* Directions for this task *
Copy out all of the records. Keep every word exact.

Saved data entries
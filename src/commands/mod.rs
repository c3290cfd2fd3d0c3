//! Command implementations for Playprep CLI

pub mod check;
pub mod completions;
pub mod version;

* The completed task *
filename src/commands/mod.rs
repository c3290cfd2fd3d0c3
//! Command implementations for Playprep CLI

pub mod check;
pub mod completions;
pub mod version;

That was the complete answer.